1. It is sometime in 2011, and after months of trying to convince S that I am “boyfriend material,” she decides to quit the big box store we’re both killing time at as we struggle trying to find work that befits our degrees in the “arts.” She moves back to Milwaukee, and tells me she needs to start over, which means I am out of the picture for good. I haven’t been able to tell my friends what’s been going on with S, because I’m embarrassed that she’s kept me at arm’s length, and refused to think of me as anything other than a weird guy who had a crush on her and who she’d occasionally kiss when we were both lonely.

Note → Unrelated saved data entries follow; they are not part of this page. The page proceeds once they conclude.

//! Scene graph types for Lux.
//!
//! A scene is two disjoint collections: renderable objects (which also
//! occlude) and spherical area lights. Every object is one of a fixed set of
//! canonical primitives placed by its own transform.

use std::sync::Arc;

use lux_math::{Transform, TransformOp, Vec3};
use serde::Deserialize;

use crate::texture::Texture;

/// Color type alias (RGB values typically 0-1)
pub type Color = Vec3;

/// Phong albedos for the four illumination components.
///
/// These are independent weights and need not sum to 1.
#[derive(Clone, Copy, Debug, PartialEq)]
pub struct Albedos {
    /// Ambient (ra)
    pub ambient: f32,
    /// Diffuse (rd)
    pub diffuse: f32,
    /// Specular (rs)
    pub specular: f32,
    /// Global: reflection weight (rg)
    pub global: f32,
}

impl Albedos {
    pub fn new(ambient: f32, diffuse: f32, specular: f32, global: f32) -> Self {
        Self {
            ambient,
            diffuse,
            specular,
            global,
        }
    }
}

/// Surface description for the Phong shading model.
#[derive(Clone, Debug, PartialEq)]
pub struct Material {
    /// Phong albedos
    pub albedos: Albedos,

    /// Base RGB colour, used when the object carries no texture
    pub color: Color,

    /// Opacity (1=opaque, below 1 the object refracts)
    pub opacity: f32,

    /// Index of refraction
    pub refractive_index: f32,

    /// Phong specular exponent
    pub shininess: f32,

    /// Mirrors skip local shading and only reflect
    pub is_mirror: bool,

    /// Set on the geometry of area lights
    pub is_light_source: bool,

    /// Light both sides of the surface; `None` uses the primitive's default
    pub double_sided: Option<bool>,
}

impl Default for Material {
    fn default() -> Self {
        Self {
            albedos: Albedos::new(0.1, 0.8, 0.1, 0.0),
            color: Color::new(0.5, 0.5, 0.5), // Grey default
            opacity: 1.0,
            refractive_index: 1.0,
            shininess: 10.0,
            is_mirror: false,
            is_light_source: false,
            double_sided: None,
        }
    }
}

impl Material {
    /// Create a default material with the given base colour.
    pub fn new(color: Color) -> Self {
        Self {
            color,
            ..Default::default()
        }
    }

    /// Create a material from the classic parameter list:
    /// albedos, colour, opacity, refraction index and shininess.
    pub fn phong(
        albedos: Albedos,
        color: Color,
        opacity: f32,
        refractive_index: f32,
        shininess: f32,
    ) -> Self {
        Self {
            albedos,
            color,
            opacity,
            refractive_index,
            shininess,
            ..Default::default()
        }
    }

    /// Mark this material as a mirror.
    pub fn mirror(mut self) -> Self {
        self.is_mirror = true;
        self
    }

    /// Override two-sided lighting.
    pub fn with_double_sided(mut self, double_sided: bool) -> Self {
        self.double_sided = Some(double_sided);
        self
    }

    /// True if the surface lets light through.
    pub fn is_transparent(&self) -> bool {
        self.opacity < 1.0
    }
}

/// Canonical primitive shapes, each defined in its own unit-scale local frame.
#[derive(Clone, Copy, Debug, PartialEq, Eq, Deserialize)]
#[serde(rename_all = "lowercase")]
pub enum Primitive {
    /// Unit square [-1,1]² at z=0
    Plane,
    /// Unit sphere at the origin
    Sphere,
    /// x² + z² = y², for y in [-1, 0]
    Cone,
    /// x² + z² = -y, for y in [-1, 0]
    Paraboloid,
    /// Axis-aligned box [-1,1]³
    #[serde(alias = "box")]
    Cube,
}

impl Primitive {
    /// Whether surfaces of this kind are lit on both sides by default.
    pub fn default_double_sided(&self) -> bool {
        matches!(
            self,
            Primitive::Plane | Primitive::Cone | Primitive::Paraboloid
        )
    }

    pub fn name(&self) -> &'static str {
        match self {
            Primitive::Plane => "plane",
            Primitive::Sphere => "sphere",
            Primitive::Cone => "cone",
            Primitive::Paraboloid => "paraboloid",
            Primitive::Cube => "box",
        }
    }
}

/// A primitive instance with its material, placement and optional texture.
#[derive(Clone, Debug)]
pub struct SceneObject {
    /// Object name (for logging)
    pub name: String,

    /// Canonical shape
    pub primitive: Primitive,

    /// Surface properties
    pub material: Material,

    /// Local-to-world placement
    pub transform: Transform,

    /// Texture replacing the base colour (shared between objects)
    pub texture: Option<Arc<Texture>>,
}

impl SceneObject {
    /// Create an untransformed object.
    pub fn new(primitive: Primitive, material: Material) -> Self {
        Self {
            name: primitive.name().to_string(),
            primitive,
            material,
            transform: Transform::IDENTITY,
            texture: None,
        }
    }

    pub fn plane(material: Material) -> Self {
        Self::new(Primitive::Plane, material)
    }

    pub fn sphere(material: Material) -> Self {
        Self::new(Primitive::Sphere, material)
    }

    pub fn cone(material: Material) -> Self {
        Self::new(Primitive::Cone, material)
    }

    pub fn paraboloid(material: Material) -> Self {
        Self::new(Primitive::Paraboloid, material)
    }

    pub fn cube(material: Material) -> Self {
        Self::new(Primitive::Cube, material)
    }

    /// Set the object name.
    pub fn with_name(mut self, name: impl Into<String>) -> Self {
        self.name = name.into();
        self
    }

    /// Apply a sequence of transform operations in order.
    pub fn with_ops<I>(mut self, ops: I) -> Self
    where
        I: IntoIterator<Item = TransformOp>,
    {
        for op in ops {
            self.transform.apply(op);
        }
        self
    }

    /// Attach a texture.
    pub fn with_texture(mut self, texture: Arc<Texture>) -> Self {
        self.texture = Some(texture);
        self
    }

    /// Whether both sides of the surface are lit, falling back to the
    /// primitive's default when the material leaves it unset.
    pub fn is_double_sided(&self) -> bool {
        self.material
            .double_sided
            .unwrap_or_else(|| self.primitive.default_double_sided())
    }

    /// Surface colour at texture coordinates (u, v).
    pub fn surface_color(&self, u: f32, v: f32) -> Color {
        match &self.texture {
            Some(texture) => texture.sample(u, v),
            None => self.material.color,
        }
    }
}

/// A spherical area light.
///
/// The light is stored as an object (a unit sphere flagged as a light
/// source) so it shares the transform machinery; it is never part of the
/// occluder list.
#[derive(Clone, Debug)]
pub struct Light {
    /// Light geometry and colour (material colour is the emitted colour)
    pub object: SceneObject,

    /// Radius of the emission volume sampled for soft shadows
    pub radius: f32,
}

impl Light {
    /// Create a light of the given colour and emission radius.
    ///
    /// `ops` place the light; the radius only sizes the sampled volume, so a
    /// zero radius gives a point light with hard shadows.
    pub fn new<I>(color: Color, radius: f32, ops: I) -> Self
    where
        I: IntoIterator<Item = TransformOp>,
    {
        let mut material = Material::phong(Albedos::new(0.0, 0.0, 0.0, 0.0), color, 1.0, 0.0, 0.0);
        material.is_light_source = true;

        let object = SceneObject::sphere(material)
            .with_name("light")
            .with_ops(ops);

        Self { object, radius }
    }

    /// Create a light at a world position.
    pub fn at(position: Vec3, color: Color, radius: f32) -> Self {
        Self::new(color, radius, [TransformOp::Translate(position)])
    }

    /// Emitted colour.
    pub fn color(&self) -> Color {
        self.object.material.color
    }

    /// World-space centre of the emission volume.
    pub fn position(&self) -> Vec3 {
        self.object.transform.origin()
    }
}

/// A complete scene: occluding objects and light sources.
///
/// Objects keep insertion order; it only decides which of two equally
/// distant hits is reported.
#[derive(Clone, Debug, Default)]
pub struct Scene {
    /// Renderable, occluding objects
    pub objects: Vec<SceneObject>,

    /// Light sources
    pub lights: Vec<Light>,

    /// Scene name (usually from filename)
    pub name: String,
}

impl Scene {
    /// Create an empty scene.
    pub fn new(name: impl Into<String>) -> Self {
        Self {
            name: name.into(),
            ..Default::default()
        }
    }

    /// Add an object to the scene and return its index.
    pub fn add_object(&mut self, object: SceneObject) -> usize {
        let id = self.objects.len();
        self.objects.push(object);
        id
    }

    /// Add a light source to the scene.
    pub fn add_light(&mut self, light: Light) {
        self.lights.push(light);
    }

    /// Get an object by index.
    pub fn object(&self, id: usize) -> Option<&SceneObject> {
        self.objects.get(id)
    }

    /// Get object count.
    pub fn object_count(&self) -> usize {
        self.objects.len()
    }

    /// Get light count.
    pub fn light_count(&self) -> usize {
        self.lights.len()
    }
}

So I’m at home the day after S moves, and I’ve decided to get drunk because that’s what you do when you’re 25 and heartbroken. I also decide, for some reason, to listen ABBA’s Greatest Hits because my roommate has it in her collection, and I’ve never listened to ABBA except for in a soundtrack capacity, and at middle school dances when they’d do disco medleys. It’s at this point I realize every ABBA song is about relationships; ones you wish you had, ones you used to have, the ones you have that cause you distress, the ones you have that make life seem worth living, and the ones that are falling apart. I “get in my feelings,” and mostly stare into the middle distance and drink Southern Comfort and 7Ups in my pajamas.
My roommate comes home, sees me, and starts laughing. She thinks I’m listening to ABBA ironically. “Why are you listening to this?” She asks.
“Because this shit is so deep. These songs are beautiful. I never realized how great this is.”
She just laughs, goes into her room, and carries on with her day. I go back to drinking. I wonder if S has heard ABBA. I think about texting her. I don’t.
I vow to buy my own copy of the same greatest hits package she has. I finally did on vacation last month.
2. I never feel entirely comfortable flogging things via this Tumblr—because this is supposed to be about MY FEELINGS and MY RECORDS and usually in that order. But anyways, fuck it: Last month, this kid Erik Sateren, who works for the Badger Herald, a student newspaper at UW-Madison, interviewed me and profiled this Tumblr for the incoming freshman issue of the Herald. He wrote a very beautiful story about me, and about this blog, and now I feel a lot of pressure to live up to what Erik wrote about me. I’m going to try hard to do so.
3. I suppose this is a good time for one of those “State of the Blog” things I write every once in a while. Today is the two-year anniversary of when Eric and I were up late, him in Brooklyn, me in Madison, and decided to make this Tumblr. This last month was maybe the most productive of my “professional” writing career; I went to Country USA, saw Neutral Milk Hotel, talked to scene kids at P4K, and saw Sugar Ray and Smash Mouth play my hometown for Noisey. I had to take two weeks off from writing anything at all because I wrote more words than I maybe ever had in such a truncated time. I’m going to try to do that more than once a year.
Meanwhile, this is the 448th record I’ve written about, and I’m looking at the stack of 30 other records I have piled up to listen to from my recent trip to the Yard Sale in Laurium, MI. I have some special things planned for this next batch, and I can’t wait to get back to writing about the music that makes up my life. It’s good to be back.
4. It is mid July, 2014, and I am searching for records alone, at Yard Sale in Laurium, MI. A starts texting me, wondering what I’m buying, because she knows, already, only a couple weeks into our relationship, that searching for records is how I spend a lot of my time, on vacation or not. I tell her about the Michael McDonald, about the country records I’ve found, and about Elton John’s Honky Chateau. It’s one of her favorites. She says she has to go back to work, and I say goodbye. I find the ABBA record the moment I put my phone away.